What to work on: When a line of the records contains "impl", copy it.

--- Provided records ---

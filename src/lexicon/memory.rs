//! In-memory lexical taxonomy.
//!
//! A small hypernym graph held entirely in memory. It backs the test suites
//! and serves as a local fallback when no external taxonomy service is
//! wired in. Sense labels are interned to dense ids; relatedness is a
//! breadth-first search along hypernym (is-a) edges.

use crate::errors::Result;
use crate::lexicon::{LexicalEntry, LexicalTaxonomy, SenseId};
use crate::types::WordCategory;
use rustc_hash::FxHashMap;
use std::collections::VecDeque;

/// A lexical taxonomy backed by an explicit in-memory hypernym graph.
#[derive(Debug, Default)]
pub struct MemoryTaxonomy {
    /// (word, category) -> primary sense
    senses: FxHashMap<(String, WordCategory), SenseId>,
    /// sense -> its direct hypernyms
    hypernyms: FxHashMap<SenseId, Vec<SenseId>>,
    /// sense label -> interned id
    label_to_id: FxHashMap<String, SenseId>,
    /// interned labels, indexed by id
    labels: Vec<String>,
}

impl MemoryTaxonomy {
    /// Create an empty taxonomy
    pub fn new() -> Self {
        Self::default()
    }

    /// Intern a sense label, returning its id
    fn sense_id(&mut self, label: &str) -> SenseId {
        if let Some(&id) = self.label_to_id.get(label) {
            return id;
        }
        let id = SenseId(self.labels.len() as u64);
        self.label_to_id.insert(label.to_string(), id);
        self.labels.push(label.to_string());
        id
    }

    /// Register `word` under `category` with the given primary sense label.
    ///
    /// Returns `self` for chaining in the builder style.
    pub fn with_word(mut self, word: &str, category: WordCategory, sense_label: &str) -> Self {
        let sense = self.sense_id(sense_label);
        self.senses.insert((word.to_string(), category), sense);
        self
    }

    /// Register an is-a edge: `child_label` is a kind of `parent_label`.
    pub fn with_hypernym(mut self, child_label: &str, parent_label: &str) -> Self {
        let child = self.sense_id(child_label);
        let parent = self.sense_id(parent_label);
        self.hypernyms.entry(child).or_default().push(parent);
        self
    }

    /// The label of a sense, if known
    pub fn label(&self, sense: SenseId) -> Option<&str> {
        self.labels.get(sense.0 as usize).map(|s| s.as_str())
    }

    /// Number of registered (word, category) pairs
    pub fn len(&self) -> usize {
        self.senses.len()
    }

    /// Check if no words are registered
    pub fn is_empty(&self) -> bool {
        self.senses.is_empty()
    }

    /// Depth of the shortest upward hypernym chain from `from` to `to`,
    /// bounded by `max_depth` (exclusive). Depth 0 means identity.
    fn upward_depth(&self, from: SenseId, to: SenseId, max_depth: usize) -> Option<usize> {
        if from == to {
            return Some(0);
        }

        let mut visited: FxHashMap<SenseId, ()> = FxHashMap::default();
        let mut queue = VecDeque::new();
        visited.insert(from, ());
        queue.push_back((from, 0usize));

        while let Some((sense, depth)) = queue.pop_front() {
            let next_depth = depth + 1;
            if next_depth >= max_depth {
                continue;
            }
            for &parent in self.hypernyms.get(&sense).map(Vec::as_slice).unwrap_or(&[]) {
                if parent == to {
                    return Some(next_depth);
                }
                if visited.insert(parent, ()).is_none() {
                    queue.push_back((parent, next_depth));
                }
            }
        }

        None
    }
}

impl LexicalTaxonomy for MemoryTaxonomy {
    fn resolve(&self, word: &str, category: WordCategory) -> Result<Option<LexicalEntry>> {
        if !category.is_lexical() {
            return Ok(None);
        }
        Ok(self
            .senses
            .get(&(word.to_string(), category))
            .map(|&sense| LexicalEntry::new(word, category, sense)))
    }

    fn relate(
        &self,
        a: &LexicalEntry,
        b: &LexicalEntry,
        max_depth: usize,
    ) -> Result<Option<usize>> {
        // A chain may run in either direction; take the shorter one.
        let up = self.upward_depth(a.sense, b.sense, max_depth);
        let down = self.upward_depth(b.sense, a.sense, max_depth);
        Ok(match (up, down) {
            (Some(u), Some(d)) => Some(u.min(d)),
            (Some(u), None) => Some(u),
            (None, Some(d)) => Some(d),
            (None, None) => None,
        })
    }
}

---

Answer space:
impl MemoryTaxonomy {
impl LexicalTaxonomy for MemoryTaxonomy {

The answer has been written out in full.